Menorah (copy for five year anniversary)

It's been five years since the menorah above was lit outside of Madison Union. 

JMJew’s Chabad introduced a giant menorah as a part of the university’s holiday celebrations in 2015 on the Madison Union patio. Five lightings later, the menorah was relocated to Warner Commons beside D-Hall, following requests from JMU’s Jewish community according to Vice President for Student Affairs Tim Miller.

Last year, Miller attended the annual menorah lighting with Chabad and met Rabbi Mordy Leimdorfer, co-director of the Jewish organization. Leimdorfer told Miller that several students in the club expressed that the menorah should be in a more “prominent” location. Miller said this was also discussed between Jewish faculty, staff and President Jonathan Alger, who hosted several gatherings of different cultural groups of JMU’s faculty and staff last year.

Miller worked with staff and university unions over several months to identify a new location for the menorah. Once all the logistics were worked out, he offered the Warner Commons to Chabad, and the organization accepted.

“It’s really about what the community asks for,” Miller said. “For me, I want every student to look around this campus and find their place, their people and their home within JMU.”

Senior health sciences major Carly Finneran has been on the Chabad student board for three years and was excited to see the relocation of the menorah. She said she hopes the visibility of the menorah will encourage those outside the Jewish community to celebrate and become involved in their own traditions.

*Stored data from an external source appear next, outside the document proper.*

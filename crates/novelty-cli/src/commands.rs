use anyhow::Context;
use colored::Colorize;

use novelty_git::{GitObjectHasher, GitRepository};
use novelty_pattern::{CompiledPattern, PatternSpec};
use novelty_search::{CancelToken, CommitRequest, MinedCommit, Miner, TracingProgress};
use novelty_types::ValidationError;

use crate::cli::*;
use crate::config::CliConfig;

pub fn run_command(cli: Cli) -> anyhow::Result<()> {
    let config = CliConfig::load(cli.config.as_deref())?;
    match cli.command {
        Command::Commit(args) => cmd_commit(args, &config, &cli.format),
        Command::Estimate(args) => cmd_estimate(args, &config, &cli.format),
    }
}

fn pattern_spec(args: &PatternArgs, config: &CliConfig) -> Result<PatternSpec, ValidationError> {
    PatternSpec::resolve(
        args.prefix.as_deref(),
        args.repeat.as_deref(),
        args.cycle.unwrap_or(config.default_cycle),
    )
}

fn cmd_commit(args: CommitArgs, config: &CliConfig, format: &OutputFormat) -> anyhow::Result<()> {
    let cancel = CancelToken::new();
    let handler = cancel.clone();
    ctrlc::set_handler(move || handler.cancel()).context("installing Ctrl-C handler")?;

    let mined = mine(&args, config, cancel)?;
    print_mined(&mined, format)
}

/// Validate, open the repository and mine. Bad input is rejected before the
/// repository is touched.
fn mine(args: &CommitArgs, config: &CliConfig, cancel: CancelToken) -> anyhow::Result<MinedCommit> {
    let request = CommitRequest::new(args.message.as_str(), pattern_spec(&args.pattern, config)?);
    request.validate()?;

    let repo = GitRepository::open(&args.repo)?;
    let miner = Miner::new(GitObjectHasher, config.search_for(args))
        .with_progress(TracingProgress)
        .with_cancel(cancel);
    let mined = if args.dry_run {
        miner.preview(&repo, &request)?
    } else {
        miner.commit(&repo, &request)?
    };
    Ok(mined)
}

fn print_mined(mined: &MinedCommit, format: &OutputFormat) -> anyhow::Result<()> {
    match format {
        OutputFormat::Json => println!("{}", serde_json::to_string_pretty(mined)?),
        OutputFormat::Text => {
            if mined.written {
                println!("{} Committed {}", "✓".green().bold(), mined.id.to_hex().yellow().bold());
            } else {
                println!(
                    "{} Found {} {}",
                    "✓".green().bold(),
                    mined.id.to_hex().yellow().bold(),
                    "(dry run, nothing written)".dimmed()
                );
            }
            println!("  Pattern:  {}", mined.pattern.cyan());
            println!("  Attempts: {}", mined.attempts);
            println!("  Salt:     {:?}", mined.salt);
        }
    }
    Ok(())
}

fn cmd_estimate(args: EstimateArgs, config: &CliConfig, format: &OutputFormat) -> anyhow::Result<()> {
    let compiled = pattern_spec(&args.pattern, config)?.compile()?;
    match format {
        OutputFormat::Json => {
            println!("{}", serde_json::to_string_pretty(&estimate_json(&compiled))?);
        }
        OutputFormat::Text => {
            println!("Pattern:           {}", compiled.describe().cyan());
            println!("Constrained bits:  {}", compiled.constrained_bits());
            println!("Expected attempts: {:.0}", compiled.expected_attempts());
        }
    }
    Ok(())
}

fn estimate_json(compiled: &CompiledPattern) -> serde_json::Value {
    serde_json::json!({
        "pattern": compiled.describe(),
        "constrained_bits": compiled.constrained_bits(),
        "expected_attempts": compiled.expected_attempts(),
    })
}
//! Pattern specifications and their compilation into match/mask pairs.
//!
//! Hex digits are read left to right, most-significant nibble first, so digit
//! `i` lands in byte `i / 2`: even positions constrain the high nibble
//! (`0xF0`), odd positions the low nibble (`0x0F`).

use serde::{Deserialize, Serialize};

use novelty_types::{ValidationError, DIGEST_LEN, DIGEST_NIBBLES};

use crate::compiled::CompiledPattern;

/// Cycle length used when repeat mode is selected without an explicit cycle.
pub const DEFAULT_CYCLE: u32 = 5;

/// Largest accepted cycle length. A cycle spanning the whole digest would not
/// repeat at all.
pub const MAX_CYCLE: u32 = DIGEST_NIBBLES as u32 - 1;

/// A user-supplied digest pattern, prior to compilation.
#[derive(Clone, Debug, PartialEq, Eq, Serialize, Deserialize)]
#[serde(rename_all = "snake_case")]
pub enum PatternSpec {
    /// Constrain the leading nibbles of the digest.
    Prefix(String),
    /// Tile `digits` across the digest every `cycle` nibbles.
    Repeat { digits: String, cycle: u32 },
}

impl PatternSpec {
    /// A prefix pattern.
    pub fn prefix(digits: impl Into<String>) -> Self {
        Self::Prefix(digits.into())
    }

    /// A repeat pattern with the given cycle length.
    pub fn repeat(digits: impl Into<String>, cycle: u32) -> Self {
        Self::Repeat {
            digits: digits.into(),
            cycle,
        }
    }

    /// Build a pattern from raw command-line inputs.
    ///
    /// Empty strings count as "not supplied". Supplying both a prefix and a
    /// repeat pattern is always a conflict, whatever their contents; the cycle
    /// is only checked when repeat mode is selected.
    pub fn resolve(
        prefix: Option<&str>,
        repeat: Option<&str>,
        cycle: u32,
    ) -> Result<Self, ValidationError> {
        let prefix = prefix.filter(|s| !s.is_empty());
        let repeat = repeat.filter(|s| !s.is_empty());
        match (prefix, repeat) {
            (Some(_), Some(_)) => Err(ValidationError::ConflictingModes),
            (None, None) => Err(ValidationError::MissingPattern),
            (Some(p), None) => Ok(Self::prefix(p)),
            (None, Some(r)) => {
                check_cycle(cycle)?;
                Ok(Self::repeat(r, cycle))
            }
        }
    }

    /// The hex digits of this pattern.
    pub fn digits(&self) -> &str {
        match self {
            Self::Prefix(digits) | Self::Repeat { digits, .. } => digits,
        }
    }

    /// Compile into a fixed match/mask pair.
    pub fn compile(&self) -> Result<CompiledPattern, ValidationError> {
        if let Self::Repeat { cycle, .. } = self {
            check_cycle(*cycle)?;
        }
        let nibbles = parse_digits(self.digits())?;

        let mut match_bytes = [0u8; DIGEST_LEN];
        let mut mask_bytes = [0u8; DIGEST_LEN];
        match self {
            Self::Prefix(_) => {
                for (position, &value) in nibbles.iter().enumerate() {
                    set_nibble(&mut match_bytes, &mut mask_bytes, position, value);
                }
            }
            Self::Repeat { cycle, .. } => {
                let cycle = *cycle as usize;
                for position in 0..DIGEST_NIBBLES {
                    // Positions past the end of the repeat string stay free.
                    if let Some(&value) = nibbles.get(position % cycle) {
                        set_nibble(&mut match_bytes, &mut mask_bytes, position, value);
                    }
                }
            }
        }
        Ok(CompiledPattern::new(match_bytes, mask_bytes))
    }
}

fn check_cycle(cycle: u32) -> Result<(), ValidationError> {
    if (1..=MAX_CYCLE).contains(&cycle) {
        Ok(())
    } else {
        Err(ValidationError::InvalidCycle(cycle))
    }
}

/// Validate a hex digit string and return its nibble values.
fn parse_digits(digits: &str) -> Result<Vec<u8>, ValidationError> {
    let len = digits.chars().count();
    if len == 0 {
        return Err(ValidationError::MissingPattern);
    }
    if len >= DIGEST_NIBBLES {
        return Err(ValidationError::PatternTooLong {
            pattern: digits.to_string(),
            len,
        });
    }
    digits
        .chars()
        .enumerate()
        .map(|(position, ch)| {
            nibble_value(ch).ok_or_else(|| ValidationError::InvalidPatternCharacter {
                pattern: digits.to_string(),
                ch,
                position,
            })
        })
        .collect()
}

/// Lowercase hex only; digests are always printed in lowercase.
fn nibble_value(ch: char) -> Option<u8> {
    match ch {
        '0'..='9' => Some(ch as u8 - b'0'),
        'a'..='f' => Some(ch as u8 - b'a' + 10),
        _ => None,
    }
}

fn set_nibble(
    match_bytes: &mut [u8; DIGEST_LEN],
    mask_bytes: &mut [u8; DIGEST_LEN],
    position: usize,
    value: u8,
) {
    let shift = if position % 2 == 0 { 4 } else { 0 };
    let byte = position / 2;
    match_bytes[byte] = (match_bytes[byte] & !(0x0f << shift)) | (value << shift);
    mask_bytes[byte] |= 0x0f << shift;
}

#[cfg(test)]
mod tests {
    use super::*;
    use proptest::prelude::*;

    // -----------------------------------------------------------------------
    // Resolution of raw inputs
    // -----------------------------------------------------------------------

    #[test]
    fn resolve_prefix() {
        let spec = PatternSpec::resolve(Some("abc"), None, DEFAULT_CYCLE).unwrap();
        assert_eq!(spec, PatternSpec::prefix("abc"));
    }

    #[test]
    fn resolve_repeat() {
        let spec = PatternSpec::resolve(None, Some("ab"), 7).unwrap();
        assert_eq!(spec, PatternSpec::repeat("ab", 7));
    }

    #[test]
    fn resolve_requires_a_pattern() {
        assert_eq!(
            PatternSpec::resolve(None, None, DEFAULT_CYCLE),
            Err(ValidationError::MissingPattern)
        );
        assert_eq!(
            PatternSpec::resolve(Some(""), Some(""), DEFAULT_CYCLE),
            Err(ValidationError::MissingPattern)
        );
    }

    #[test]
    fn resolve_rejects_both_modes_even_when_invalid() {
        assert_eq!(
            PatternSpec::resolve(Some("zz"), Some("ab"), 0),
            Err(ValidationError::ConflictingModes)
        );
        assert_eq!(
            PatternSpec::resolve(Some(&"a".repeat(50)), Some("ab"), 5),
            Err(ValidationError::ConflictingModes)
        );
    }

    #[test]
    fn resolve_checks_cycle_only_in_repeat_mode() {
        assert_eq!(
            PatternSpec::resolve(None, Some("ab"), 0),
            Err(ValidationError::InvalidCycle(0))
        );
        assert_eq!(
            PatternSpec::resolve(None, Some("ab"), 40),
            Err(ValidationError::InvalidCycle(40))
        );
        assert!(PatternSpec::resolve(Some("ab"), None, 0).is_ok());
    }

    // -----------------------------------------------------------------------
    // Prefix compilation
    // -----------------------------------------------------------------------

    #[test]
    fn prefix_even_length() {
        let p = PatternSpec::prefix("c0ffee").compile().unwrap();
        assert_eq!(&p.match_bytes()[..4], &[0xc0, 0xff, 0xee, 0x00]);
        assert_eq!(&p.mask_bytes()[..4], &[0xff, 0xff, 0xff, 0x00]);
        assert!(p.mask_bytes()[3..].iter().all(|&m| m == 0));
    }

    #[test]
    fn prefix_odd_length_constrains_high_nibble() {
        let p = PatternSpec::prefix("abc").compile().unwrap();
        assert_eq!(&p.match_bytes()[..2], &[0xab, 0xc0]);
        assert_eq!(&p.mask_bytes()[..2], &[0xff, 0xf0]);
    }

    #[test]
    fn prefix_of_39_digits_is_accepted() {
        let p = PatternSpec::prefix("f".repeat(39)).compile().unwrap();
        assert_eq!(p.mask_bytes()[19], 0xf0);
        assert_eq!(p.constrained_bits(), 39 * 4);
    }

    #[test]
    fn prefix_of_40_digits_is_too_long() {
        let err = PatternSpec::prefix("0".repeat(40)).compile().unwrap_err();
        assert!(matches!(err, ValidationError::PatternTooLong { len: 40, .. }));
    }

    #[test]
    fn length_is_checked_before_characters() {
        let err = PatternSpec::prefix("z".repeat(45)).compile().unwrap_err();
        assert!(matches!(err, ValidationError::PatternTooLong { len: 45, .. }));
    }

    #[test]
    fn invalid_character_reports_position() {
        let err = PatternSpec::prefix("abXd").compile().unwrap_err();
        assert_eq!(
            err,
            ValidationError::InvalidPatternCharacter {
                pattern: "abXd".into(),
                ch: 'X',
                position: 2,
            }
        );
    }

    #[test]
    fn uppercase_hex_is_rejected() {
        assert!(PatternSpec::prefix("AB").compile().is_err());
    }

    #[test]
    fn empty_digits_are_missing() {
        assert_eq!(
            PatternSpec::prefix("").compile(),
            Err(ValidationError::MissingPattern)
        );
    }

    // -----------------------------------------------------------------------
    // Repeat compilation
    // -----------------------------------------------------------------------

    #[test]
    fn repeat_ab_cycle_5() {
        let p = PatternSpec::repeat("ab", 5).compile().unwrap();
        assert_eq!(p.describe(), "ab...ab...ab...ab...ab...ab...ab...ab...");
        assert_eq!(p.constrained_bits(), 16 * 4);
    }

    #[test]
    fn repeat_full_cycle_has_no_gaps() {
        let p = PatternSpec::repeat("0", 1).compile().unwrap();
        assert!(p.mask_bytes().iter().all(|&m| m == 0xff));
        assert!(p.match_bytes().iter().all(|&m| m == 0x00));
    }

    #[test]
    fn repeat_longer_than_cycle_uses_leading_digits() {
        let p = PatternSpec::repeat("abcd", 2).compile().unwrap();
        assert_eq!(p.describe(), "ab".repeat(20));
    }

    #[test]
    fn repeat_odd_cycle_alternates_nibble_halves() {
        let p = PatternSpec::repeat("7", 3).compile().unwrap();
        // positions 0, 3, 6, ... -> high, low, high nibble
        assert_eq!(p.mask_bytes()[0], 0xf0);
        assert_eq!(p.mask_bytes()[1], 0x0f);
        assert_eq!(p.match_bytes()[1], 0x07);
        assert_eq!(p.mask_bytes()[2], 0x00);
        assert_eq!(p.mask_bytes()[3], 0xf0);
    }

    #[test]
    fn repeat_cycle_bounds() {
        assert!(PatternSpec::repeat("a", 39).compile().is_ok());
        assert_eq!(
            PatternSpec::repeat("a", 0).compile(),
            Err(ValidationError::InvalidCycle(0))
        );
        assert_eq!(
            PatternSpec::repeat("a", 40).compile(),
            Err(ValidationError::InvalidCycle(40))
        );
    }

    fn hex_string(range: std::ops::Range<usize>) -> impl Strategy<Value = String> {
        proptest::collection::vec(
            proptest::sample::select(b"0123456789abcdef".to_vec()),
            range,
        )
        .prop_map(|v| String::from_utf8(v).unwrap())
    }

    proptest! {
        #[test]
        fn prefix_reads_back(s in hex_string(1..40)) {
            let p = PatternSpec::prefix(s.clone()).compile().unwrap();
            let read: String = p.describe().chars().take_while(|&c| c != '.').collect();
            prop_assert_eq!(&read, &s);
            for (byte, &mask) in p.mask_bytes().iter().enumerate() {
                let expected = match s.len().saturating_sub(byte * 2) {
                    0 => 0x00,
                    1 => 0xf0,
                    _ => 0xff,
                };
                prop_assert_eq!(mask, expected);
            }
        }

        #[test]
        fn repeat_tiles_across_digest(cycle in 1u32..=39, seed in hex_string(1..40)) {
            let len = seed.len().min(cycle as usize);
            let digits = &seed[..len];
            let p = PatternSpec::repeat(digits, cycle).compile().unwrap();
            for i in 0..DIGEST_NIBBLES {
                let j = i % cycle as usize;
                if j < digits.len() {
                    let expected = u8::from_str_radix(&digits[j..=j], 16).unwrap();
                    prop_assert_eq!(p.nibble(i), Some(expected));
                } else {
                    prop_assert_eq!(p.nibble(i), None);
                }
            }
        }

        #[test]
        fn both_modes_always_conflict(a in hex_string(1..60), b in hex_string(1..60), cycle in 0u32..100) {
            prop_assert_eq!(
                PatternSpec::resolve(Some(&a), Some(&b), cycle),
                Err(ValidationError::ConflictingModes)
            );
        }
    }
}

“We just wanted the menorah to be more included in the holiday spirit of JMU,” Finneran said. “There are so many religions and cultures on any college campus and I feel like if there’s not a symbol or identification that that culture is present, those students may feel like they’re isolated.”

The menorah’s change in location was noticed by senior political science major Alex Feldman, however he said he wishes it could be in front of Wilson in a more central spot. He proposed the possibility of having it next to the Christmas tree on the quad or switching the locations of the tree and the menorah every year. Feldman said that it’s necessary for universities to be inclusive of different holidays because people need to be aware of different cultures and traditions.

“You can’t just simply allow one festivity to take control,” Feldman said. “You have issues with anti-Semitism here in Harrisonburg — I’ve dealt with it personally.”

Having moved around a lot in his lifetime, Feldman has experienced anti-Semitism in “different doses” for several years. He had a blatant encounter with an anti-Semite at a video game store in 2018 and assumes that others may hold the same beliefs. Feldman hopes that the menorah can help eradicate these kinds of beliefs by providing exposure to Judaism in the community.

Miller said his ultimate goal is to help students feel that they belong at JMU all the time, not just during the holiday season. If other students came forward with other celebrations or suggestions, Miller said he would honor their desires to the best of his ability.

“I feel like this location is a great location to have it so everyone can see that Judaism is present on JMU’s campus,” Finneran said. “I just think it’s really cool to see how everyone can join with their different religions and backgrounds but all celebrate the holiday season together.”